* [ACTION ITEM]
Copy each line of the records below that has "domains" in it.

=== Begin Enclosure ===

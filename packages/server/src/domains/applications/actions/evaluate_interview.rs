//! Interview evaluation - completes the interview and propagates the result
//! into the owning application in one transaction.

use sqlx::PgPool;
use tracing::info;

use crate::common::{DomainError, DomainResult, InterviewId, RequestContext, RoleKind};
use crate::domains::applications::actions::transition::transition_application;
use crate::domains::applications::machines::{InterviewResult, InterviewStatus};
use crate::domains::applications::models::{Application, Interview};
use crate::domains::jobs::JobPosting;

/// Evaluate a scheduled interview.
///
/// Sets the interview to Completed with the result and employer notes, and
/// drives the application along Interviewing -> Offered/Rejected inside the
/// same transaction: there is no reachable state where only one of the two
/// records reflects the outcome. A second evaluation returns Conflict.
pub async fn evaluate_interview(
    ctx: &RequestContext,
    interview_id: InterviewId,
    result: InterviewResult,
    notes: Option<&str>,
    pool: &PgPool,
) -> DomainResult<Interview> {
    let mut tx = pool.begin().await?;

    let interview = Interview::find_by_id_for_update(interview_id, &mut tx)
        .await?
        .ok_or(DomainError::NotFound("interview"))?;

    let application = Application::find_by_id_for_update(interview.application_id, &mut tx)
        .await?
        .ok_or(DomainError::NotFound("application"))?;

    let posting = JobPosting::find_in_tx(application.job_posting_id, &mut tx)
        .await?
        .ok_or(DomainError::NotFound("job posting"))?;

    // Ownership gate before any state check, so a non-owning employer gets
    // PermissionDenied even on an already-completed interview.
    ctx.require(RoleKind::Employer)?;
    if posting.employer_id != ctx.actor {
        return Err(DomainError::denied(
            "only the employer who owns this posting may evaluate the interview",
        ));
    }

    let status = interview
        .current_status()
        .map_err(|e| DomainError::Conflict(e.to_string()))?;
    if !status.allows(InterviewStatus::Completed) {
        return Err(DomainError::Conflict(format!(
            "interview is already {}",
            status
        )));
    }

    let completed = Interview::complete(interview_id, result, notes, &mut tx).await?;

    transition_application(
        ctx,
        &application,
        &posting,
        result.application_outcome(),
        Some(result.as_str()),
        &mut tx,
    )
    .await?;

    tx.commit().await?;

    info!(
        interview_id = %interview_id,
        application_id = %application.id,
        result = %result,
        "Interview evaluated"
    );

    Ok(completed)
}
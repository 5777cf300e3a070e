mod delete_message;
mod mark_read;
mod send_message;

pub use delete_message::delete_message;
pub use mark_read::mark_message_read;
pub use send_message::send_message;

=== End Enclosure ===

* [ANSWER TO THIS TASK]
filename packages/server/src/domains/applications/actions/evaluate_interview.rs
use crate::domains::applications::actions::transition::transition_application;
use crate::domains::applications::machines::{InterviewResult, InterviewStatus};
use crate::domains::applications::models::{Application, Interview};
use crate::domains::jobs::JobPosting;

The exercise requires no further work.